In 1994, his proposal became the official literature debut on the warp drive. Unfortunately, the “Alcubierre warp drive,” as it has become known, requires a staggering amount of energy, along with terrifying exotic matter as a co-ingredient. This highly radioactive material is only theoretical and not something that researchers have actually observed in nature, much less been created. A handful of variations have since been suggested, including former NASA engineer Dr. Harold G. Contains a 2010 update to the physical design of the Alcubierre Drive, created by “Sonny” White.
His update reduced the amount of energy needed to a less challenging number, even though it was still not practical because the solution still required exotic matter, albeit much less than the Alcubierre solution. Another group of researchers from Switzerland, known as Applied Physics, APL, put forward their concept.
Interestingly, their drive didn’t require any exotic material to create the warp bubble. However, his model could not go beyond the speed of light, which is the holy grail of space travel. To explain how his concept differs from those previously proposed, Lentz first points to the physical structure of the classical Alcubierre drive, on which almost all other solutions are more or less based.

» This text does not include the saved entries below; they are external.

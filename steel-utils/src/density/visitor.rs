//! Structural rewriting of density graphs.

use rustc_hash::FxHashMap;

use crate::error::WorldgenError;

use super::{
    DensityGraph, NodeId,
    function::{BlendedNoiseHolder, DensityFunction, NoiseHolder},
};

/// Result of visiting one rebuilt node.
#[derive(Debug, Clone)]
pub enum Rewrite {
    /// Insert this node into the target graph.
    Node(DensityFunction),
    /// Replace the node by one already in the target graph.
    Existing(NodeId),
}

/// Hooks called while [`map_all`] copies a graph.
///
/// Children are rewritten before their parents, so `apply` always sees a
/// node whose children already live in `target`.
pub trait Visitor {
    /// Rewrites a noise holder. Keeps it by default.
    fn visit_noise(&mut self, noise: &NoiseHolder) -> Result<NoiseHolder, WorldgenError> {
        Ok(noise.clone())
    }

    /// Rewrites a blended noise holder. Keeps it by default.
    fn visit_blended_noise(
        &mut self,
        noise: &BlendedNoiseHolder,
    ) -> Result<BlendedNoiseHolder, WorldgenError> {
        Ok(noise.clone())
    }

    /// Rewrites a node whose children already live in `target`. Keeps it by default.
    fn apply(
        &mut self,
        target: &mut DensityGraph,
        node: DensityFunction,
    ) -> Result<Rewrite, WorldgenError> {
        let _ = target;
        Ok(Rewrite::Node(node))
    }
}

/// Copies everything reachable from `roots` into `target`, passing each node
/// through `visitor`. Returns the new ids of `roots`, in order.
///
/// Shared subgraphs are rewritten once.
pub fn map_all(
    source: &DensityGraph,
    roots: &[NodeId],
    target: &mut DensityGraph,
    visitor: &mut impl Visitor,
) -> Result<Vec<NodeId>, WorldgenError> {
    let mut memo: FxHashMap<NodeId, NodeId> = FxHashMap::default();

    for id in source.reachable(roots) {
        let mapped = |child: NodeId| memo.get(&child).copied();
        let rebuilt = rebuild(source.node(id), &mapped, target, visitor)?;
        let new_id = match visitor.apply(target, rebuilt)? {
            Rewrite::Node(node) => target.add(node),
            Rewrite::Existing(existing) => existing,
        };
        memo.insert(id, new_id);
    }

    roots
        .iter()
        .map(|root| {
            memo.get(root).copied().ok_or_else(|| {
                WorldgenError::InvalidDefinition(format!("root {root:?} was not rewritten"))
            })
        })
        .collect()
}

fn rebuild(
    node: &DensityFunction,
    mapped: &impl Fn(NodeId) -> Option<NodeId>,
    target: &DensityGraph,
    visitor: &mut impl Visitor,
) -> Result<DensityFunction, WorldgenError> {
    let child = |id: NodeId| {
        mapped(id).ok_or_else(|| {
            WorldgenError::InvalidDefinition(format!("child {id:?} visited after its parent"))
        })
    };

    Ok(match node {
        DensityFunction::Constant(_)
        | DensityFunction::YClampedGradient { .. }
        | DensityFunction::BlendAlpha
        | DensityFunction::BlendOffset => node.clone(),
        DensityFunction::Noise {
            noise,
            xz_scale,
            y_scale,
        } => DensityFunction::Noise {
            noise: visitor.visit_noise(noise)?,
            xz_scale: *xz_scale,
            y_scale: *y_scale,
        },
        DensityFunction::ShiftedNoise {
            shift_x,
            shift_y,
            shift_z,
            xz_scale,
            y_scale,
            noise,
        } => DensityFunction::ShiftedNoise {
            shift_x: child(*shift_x)?,
            shift_y: child(*shift_y)?,
            shift_z: child(*shift_z)?,
            xz_scale: *xz_scale,
            y_scale: *y_scale,
            noise: visitor.visit_noise(noise)?,
        },
        DensityFunction::Shift { kind, noise } => DensityFunction::Shift {
            kind: *kind,
            noise: visitor.visit_noise(noise)?,
        },
        DensityFunction::BlendedNoise(blended) => {
            DensityFunction::BlendedNoise(visitor.visit_blended_noise(blended)?)
        }
        DensityFunction::WeirdScaledSampler {
            input,
            noise,
            mapper,
        } => DensityFunction::WeirdScaledSampler {
            input: child(*input)?,
            noise: visitor.visit_noise(noise)?,
            mapper: *mapper,
        },
        DensityFunction::TwoArg { op, a, b } => {
            target.simplify_two_arg(*op, child(*a)?, child(*b)?)
        }
        DensityFunction::MulOrAdd {
            op,
            input,
            argument,
        } => DensityFunction::MulOrAdd {
            op: *op,
            input: child(*input)?,
            argument: *argument,
        },
        DensityFunction::Mapped { op, input } => DensityFunction::Mapped {
            op: *op,
            input: child(*input)?,
        },
        DensityFunction::Clamp { input, min, max } => DensityFunction::Clamp {
            input: child(*input)?,
            min: *min,
            max: *max,
        },
        DensityFunction::RangeChoice {
            input,
            min_inclusive,
            max_exclusive,
            when_in_range,
            when_out_of_range,
        } => DensityFunction::RangeChoice {
            input: child(*input)?,
            min_inclusive: *min_inclusive,
            max_exclusive: *max_exclusive,
            when_in_range: child(*when_in_range)?,
            when_out_of_range: child(*when_out_of_range)?,
        },
        DensityFunction::Spline(spline) => {
            let remapped =
                spline.map_coordinates(&mut |node| Ok(target.spline_coordinate(child(node)?)))?;
            DensityFunction::Spline(std::sync::Arc::new(remapped))
        }
        DensityFunction::Marker { kind, input } => DensityFunction::Marker {
            kind: *kind,
            input: child(*input)?,
        },
        DensityFunction::BlendDensity(input) => DensityFunction::BlendDensity(child(*input)?),
        DensityFunction::Reference { key, target: inner } => DensityFunction::Reference {
            key: key.clone(),
            target: child(*inner)?,
        },
    })
}

#[cfg(test)]
mod tests {
    use super::*;
    use crate::density::{FunctionContext, MarkerKind};

    struct StripMarkers;

    impl Visitor for StripMarkers {
        fn apply(
            &mut self,
            _target: &mut DensityGraph,
            node: DensityFunction,
        ) -> Result<Rewrite, WorldgenError> {
            Ok(match node {
                DensityFunction::Marker { input, .. } => Rewrite::Existing(input),
                other => Rewrite::Node(other),
            })
        }
    }

    #[test]
    fn identity_copy_preserves_values() {
        let mut source = DensityGraph::new();
        let y = source.y_clamped_gradient(-64, 320, 1.0, -1.0);
        let cached = source.cache_2d(y);
        let squared = source.square(cached);
        let sum = source.add_fn(squared, y);

        struct Identity;
        impl Visitor for Identity {}

        let mut target = DensityGraph::new();
        let roots = map_all(&source, &[sum], &mut target, &mut Identity).expect("rewrite");
        let ctx = FunctionContext::new(0, 40, 0);
        assert_eq!(
            source.compute(sum, &ctx).to_bits(),
            target.compute(roots[0], &ctx).to_bits()
        );
        assert_eq!(target.len(), source.len());
    }

    #[test]
    fn shared_subgraphs_are_rewritten_once() {
        let mut source = DensityGraph::new();
        let y = source.y_clamped_gradient(0, 10, 0.0, 1.0);
        let a = source.abs(y);
        let b = source.square(y);

        struct Counting(usize);
        impl Visitor for Counting {
            fn apply(
                &mut self,
                _target: &mut DensityGraph,
                node: DensityFunction,
            ) -> Result<Rewrite, WorldgenError> {
                if matches!(node, DensityFunction::YClampedGradient { .. }) {
                    self.0 += 1;
                }
                Ok(Rewrite::Node(node))
            }
        }

        let mut visitor = Counting(0);
        let mut target = DensityGraph::new();
        let roots = map_all(&source, &[a, b], &mut target, &mut visitor).expect("rewrite");
        assert_eq!(visitor.0, 1);
        assert_eq!(roots.len(), 2);
    }

    #[test]
    fn markers_can_be_flattened_away() {
        let mut source = DensityGraph::new();
        let y = source.y_clamped_gradient(0, 10, 0.0, 1.0);
        let once = source.cache_once(y);
        let interpolated = source.interpolated(once);
        let root = source.abs(interpolated);

        let mut target = DensityGraph::new();
        let roots = map_all(&source, &[root], &mut target, &mut StripMarkers).expect("rewrite");
        let DensityFunction::Mapped { input, .. } = target.node(roots[0]) else {
            panic!("expected mapped root");
        };
        assert!(matches!(
            target.node(*input),
            DensityFunction::YClampedGradient { .. }
        ));
        assert!(
            (0..target.len() as u32)
                .all(|i| !matches!(target.node(NodeId(i)), DensityFunction::Marker { kind: MarkerKind::CacheOnce, .. }))
        );
    }

    #[test]
    fn spline_coordinates_follow_the_rewrite() {
        use crate::density::CubicSpline;

        let mut source = DensityGraph::new();
        let y = source.y_clamped_gradient(0, 10, 0.0, 1.0);
        let cached = source.cache_2d(y);
        let coordinate = source.spline_coordinate(cached);
        let spline = CubicSpline::builder(coordinate, |v| v)
            .point(0.0, 0.0)
            .and_then(|b| b.point(1.0, 2.0))
            .and_then(|b| b.build())
            .expect("valid spline");
        let root = source.spline(spline);

        let mut target = DensityGraph::new();
        let roots = map_all(&source, &[root], &mut target, &mut StripMarkers).expect("rewrite");
        let DensityFunction::Spline(spline) = target.node(roots[0]) else {
            panic!("expected spline root");
        };
        let mut coordinates = Vec::new();
        spline.collect_coordinates(&mut coordinates);
        assert!(matches!(
            target.node(coordinates[0]),
            DensityFunction::YClampedGradient { .. }
        ));

        let ctx = FunctionContext::new(0, 5, 0);
        assert_eq!(
            source.compute(root, &ctx).to_bits(),
            target.compute(roots[0], &ctx).to_bits()
        );
    }
}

He noted that the Alcubierre solution provided an intuitive picture of what a warp drive would do, i.e. contract the space immediately in front of the central area containing the ship or transport, and expand the space immediately behind. This shows warp drive as a wave of curvature on which a ship will travel to its destination! Even though it is a cornerstone of warp travel, Lentz argues that it is not even an essential feature. Instead, he says, a solution proposed by physicist José Natario in 2002 showed that expansion and contraction were not necessary to propel the ship.
That work inspired him to rethink how a warp could be made using only conventional materials, not exotic materials. Natario was able to prove that the expansion can be trivial or zero everywhere and still do the same job of steering! This is a significant breakthrough as it means that the space-distorting exotic matter in almost all theoretical warp drive solutions is no longer needed in front of the theoretical passenger and behind them.

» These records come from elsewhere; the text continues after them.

impl SurfaceSystem {
    /// Creates the system, fetching its noises from `noises` and seeding the clay bands.
    pub fn new(
        noises: &NoiseCache,
        default_block: BlockStateId,
        sea_level: i32,
        random: &RandomSplitter,
    ) -> Result<Self, WorldgenError> {
        let noise = |path| noises.get_or_create_noise(&noise_key(path));
        Ok(Self {
            default_block,
            sea_level,
            random: random.clone(),
            clay_bands: generate_bands(&mut random.with_hash_of("minecraft:clay_bands")),
            clay_bands_offset: noise("clay_bands_offset")?,
            surface: noise("surface")?,
            surface_secondary: noise("surface_secondary")?,
            badlands_pillar: noise("badlands_pillar")?,
            badlands_pillar_roof: noise("badlands_pillar_roof")?,
            badlands_surface: noise("badlands_surface")?,
            iceberg_pillar: noise("iceberg_pillar")?,
            iceberg_pillar_roof: noise("iceberg_pillar_roof")?,
            iceberg_surface: noise("iceberg_surface")?,
        })
    }

    /// The world sea level.
    #[must_use]
    pub const fn sea_level(&self) -> i32 {
        self.sea_level
    }

    /// The block surface rules replace.
    #[must_use]
    pub const fn default_block(&self) -> BlockStateId {
        self.default_block
    }

    /// The terracotta band palette.
    #[must_use]
    pub const fn clay_bands(&self) -> &[BlockStateId; CLAY_BAND_COUNT] {
        &self.clay_bands
    }

    /// Runs `rule` over every column of `chunk`, top down.
    ///
    /// Only blocks still equal to the default block are replaced. Water and
    /// air reset the stone depth counters.
    pub fn build_surface<P: PreliminarySurface>(
        &self,
        rule: &SurfaceRule,
        chunk: &mut ProtoChunk,
        preliminary: &mut P,
        generation: WorldGenerationContext,
        use_legacy_random: bool,
    ) {
        let min_block_x = chunk.pos().min_block_x();
        let min_block_z = chunk.pos().min_block_z();
        let min_y = chunk.min_y();
        let mut context = SurfaceContext::new(self, rule, preliminary, generation);

        for x in 0..16 {
            for z in 0..16 {
                let block_x = min_block_x + x;
                let block_z = min_block_z + z;
                let starting_height = chunk.get_height(HeightmapType::WorldSurfaceWg, x, z) + 1;
                let biome_y = if use_legacy_random { 0 } else { starting_height };
                let biome = chunk.get_noise_biome(block_x >> 2, biome_y >> 2, block_z >> 2);
                if biome.is(&biomes::ERODED_BADLANDS) {
                    self.eroded_badlands_extension(chunk, block_x, block_z, starting_height);
                }

                let height = chunk.get_height(HeightmapType::WorldSurfaceWg, x, z) + 1;
                context.update_xz(block_x, block_z);
                let mut stone_above = 0;
                let mut water_height = i32::MIN;
                let mut next_ceiling_stone_y = i32::MAX;

                for y in (min_y..=height).rev() {
                    let old = chunk.get_block_state(x, y, z);
                    let state = blocks::state(old);
                    if state.is_air() {
                        stone_above = 0;
                        water_height = i32::MIN;
                        continue;
                    }
                    if state.has_fluid() {
                        if water_height == i32::MIN {
                            water_height = y + 1;
                        }
                        continue;
                    }
                    if next_ceiling_stone_y >= y {
                        next_ceiling_stone_y = ((min_y - 1)..y)
                            .rev()
                            .find(|&below| !is_stone(chunk.get_block_state(x, below, z)))
                            .map_or(WAY_BELOW_MIN_Y, |below| below + 1);
                    }
                    stone_above += 1;
                    let stone_below = y - next_ceiling_stone_y + 1;
                    context.update_y(stone_above, stone_below, water_height, block_x, y, block_z);
                    if old == self.default_block {
                        if let Some(replacement) = rule.try_apply(&mut context, chunk) {
                            place(chunk, x, y, z, replacement);
                        }
                    }
                }

                if biome.is_any(&[&biomes::FROZEN_OCEAN, &biomes::DEEP_FROZEN_OCEAN]) {
                    let min_surface_level = context.min_surface_level();
                    self.frozen_ocean_extension(
                        chunk,
                        min_surface_level,
                        biome,
                        block_x,
                        block_z,
                        starting_height,
                    );
                }
            }
        }
    }

    /// Surface depth of a column, usually between 3 and 6.
    #[must_use]
    pub fn surface_depth(&self, block_x: i32, block_z: i32) -> i32 {
        let noise = self
            .surface
            .get_value(f64::from(block_x), 0.0, f64::from(block_z));
        let jitter = self.random.at(block_x, 0, block_z).next_f64() * 0.25;
        (noise * 2.75 + 3.0 + jitter) as i32
    }

    /// The secondary surface noise at a column.
    #[must_use]
    pub fn surface_secondary(&self, block_x: i32, block_z: i32) -> f64 {
        self.surface_secondary
            .get_value(f64::from(block_x), 0.0, f64::from(block_z))
    }

    /// The terracotta band at a position, shifted per column by a noise.
    #[must_use]
    pub fn get_band(&self, block_x: i32, y: i32, block_z: i32) -> BlockStateId {
        let offset = round_half_up(
            self.clay_bands_offset
                .get_value(f64::from(block_x), 0.0, f64::from(block_z))
                * 4.0,
        );
        let index = (y + offset).rem_euclid(CLAY_BAND_COUNT as i32);
        self.clay_bands[index as usize]
    }

    fn eroded_badlands_extension(
        &self,
        chunk: &mut ProtoChunk,
        block_x: i32,
        block_z: i32,
        height: i32,
    ) {
        let (x, z) = (f64::from(block_x), f64::from(block_z));
        let pillar = (self.badlands_surface.get_value(x, 0.0, z) * 8.25)
            .abs()
            .min(self.badlands_pillar.get_value(x * 0.2, 0.0, z * 0.2) * 15.0);
        if pillar <= 0.0 {
            return;
        }
        let roof = (self.badlands_pillar_roof.get_value(x * 0.75, 0.0, z * 0.75) * 1.5).abs();
        let top = 64.0 + (pillar * pillar * 2.5).min((roof * 50.0).ceil() + 24.0);
        let start_y = floor(top);
        if height > start_y {
            return;
        }
        let min_y = chunk.min_y();
        for y in (min_y..=start_y).rev() {
            let state = chunk.get_block_state(block_x, y, block_z);
            if state == self.default_block {
                break;
            }
            if state == WATER {
                return;
            }
        }
        for y in (min_y..=start_y).rev() {
            if !blocks::state(chunk.get_block_state(block_x, y, block_z)).is_air() {
                break;
            }
            place(chunk, block_x, y, block_z, self.default_block);
        }
    }

    fn frozen_ocean_extension(
        &self,
        chunk: &mut ProtoChunk,
        min_surface_level: i32,
        biome: BiomeRef,
        block_x: i32,
        block_z: i32,
        height: i32,
    ) {
        let (x, z) = (f64::from(block_x), f64::from(block_z));
        let iceberg = (self.iceberg_surface.get_value(x, 0.0, z) * 8.25)
            .abs()
            .min(self.iceberg_pillar.get_value(x * 1.28, 0.0, z * 1.28) * 15.0);
        if iceberg <= 1.8 {
            return;
        }
        let roof = (self.iceberg_pillar_roof.get_value(x * 1.17, 0.0, z * 1.17) * 1.5).abs();
        let mut top = (iceberg * iceberg * 1.2).min((roof * 40.0).ceil() + 14.0);
        let sea_level = self.sea_level;
        if biome.should_melt_frozen_ocean_iceberg_slightly(
            BlockPos::new(block_x, sea_level, block_z),
            sea_level,
        ) {
            top -= 2.0;
        }
        let bottom;
        if top > 2.0 {
            bottom = f64::from(sea_level) - top - 7.0;
            top += f64::from(sea_level);
        } else {
            top = 0.0;
            bottom = 0.0;
        }

        let mut random = self.random.at(block_x, 0, block_z);
        let max_snow_blocks = 2 + random.next_i32_bounded(4);
        let min_snow_block_y = sea_level + 18 + random.next_i32_bounded(10);
        let mut snow_blocks = 0;
        let top_y = top as i32;
        let bottom_y = bottom as i32;

        for y in (min_surface_level..=height.max(top_y + 1)).rev() {
            let state = chunk.get_block_state(block_x, y, block_z);
            let in_air = blocks::state(state).is_air() && y < top_y && random.next_f64() > 0.01;
            let in_water = !in_air
                && state == WATER
                && y > bottom_y
                && y < sea_level
                && bottom != 0.0
                && random.next_f64() > 0.15;
            if in_air || in_water {
                if snow_blocks <= max_snow_blocks && y > min_snow_block_y {
                    place(chunk, block_x, y, block_z, SNOW_BLOCK);
                    snow_blocks += 1;
                } else {
                    place(chunk, block_x, y, block_z, PACKED_ICE);
                }
            }
        }
    }
}

/// Writes a surface block. Fluids are scheduled for a tick.
fn place(chunk: &mut ProtoChunk, x: i32, y: i32, z: i32, state: BlockStateId) {
    chunk.set_block_state(x, y, z, state);
    if blocks::state(state).has_fluid() {
        chunk.mark_pos_for_postprocessing(x, y, z);
    }
}

/// Rounds halves towards positive infinity.
fn round_half_up(value: f64) -> i32 {
    floor(value + 0.5)
}

fn is_stone(state: BlockStateId) -> bool {
    let state = blocks::state(state);
    !state.is_air() && !state.has_fluid()
}

/// The 192 terracotta bands of badlands cliffs.
fn generate_bands(random: &mut RandomSource) -> [BlockStateId; CLAY_BAND_COUNT] {
    let mut bands = [TERRACOTTA; CLAY_BAND_COUNT];
    let mut i = 0;
    while i < CLAY_BAND_COUNT {
        i += random.next_i32_bounded(5) as usize + 1;
        if i < CLAY_BAND_COUNT {
            bands[i] = ORANGE_TERRACOTTA;
        }
        i += 1;
    }
    make_bands(random, &mut bands, 1, YELLOW_TERRACOTTA);
    make_bands(random, &mut bands, 2, BROWN_TERRACOTTA);
    make_bands(random, &mut bands, 1, RED_TERRACOTTA);

    let white_bands = random.next_i32_between(9, 15);
    let mut start = 0;
    let mut placed = 0;
    while placed < white_bands && start < CLAY_BAND_COUNT {
        bands[start] = WHITE_TERRACOTTA;
        if start > 1 && random.next_bool() {
            bands[start - 1] = LIGHT_GRAY_TERRACOTTA;
        }
        if start + 1 < CLAY_BAND_COUNT && random.next_bool() {
            bands[start + 1] = LIGHT_GRAY_TERRACOTTA;
        }
        placed += 1;
        start += random.next_i32_bounded(16) as usize + 4;
    }
    bands
}

fn make_bands(
    random: &mut RandomSource,
    bands: &mut [BlockStateId; CLAY_BAND_COUNT],
    base_width: usize,
    state: BlockStateId,
) {
    let count = random.next_i32_between(6, 15);
    for _ in 0..count {
        let width = base_width + random.next_i32_bounded(3) as usize;
        let start = random.next_i32_bounded(CLAY_BAND_COUNT as i32) as usize;
        for band in bands.iter_mut().skip(start).take(width) {
            *band = state;
        }
    }
}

Building on Notario’s theory, Lentz created his own variation that he believes is even more tenable because it is rooted in conventional physics. In addition to this major physical difference, Lentz indicated that his solution is geometrically different from Alcubierre’s and most others because of how the energy is kept around the warp bubble. In the Alcubierre solution, the energy density and curvature are maximally separated, with energy confined to a small torus between regions of high contraction and expansion.
In Lentz’s proposal the curvature and source are instead highly correlated with regions of high energy density and high expansion and contraction. It is these geometric differences between his concept and conventional concepts that make Lentz’s proposal a potentially more viable warp solution than those previously proposed. Of course, Lentz’s warp drive is still purely theoretical. However, he sees some steps that can be taken immediately to try to bring his version closer to reality, which, like all previous drive theories, involves reducing the amount of energy required.
Where does Lentz want to take his warp drive from here? The next goal, he said, is to create a warp bubble capable of operating at 1 percent of the speed of light using a modern-day fission reactor. The physicist said he would consider patenting his warp drive, but made it clear that his work was only one part of a larger, rapidly growing body of work in this area and new warp drives since Alcubierre’s 1994 proposal.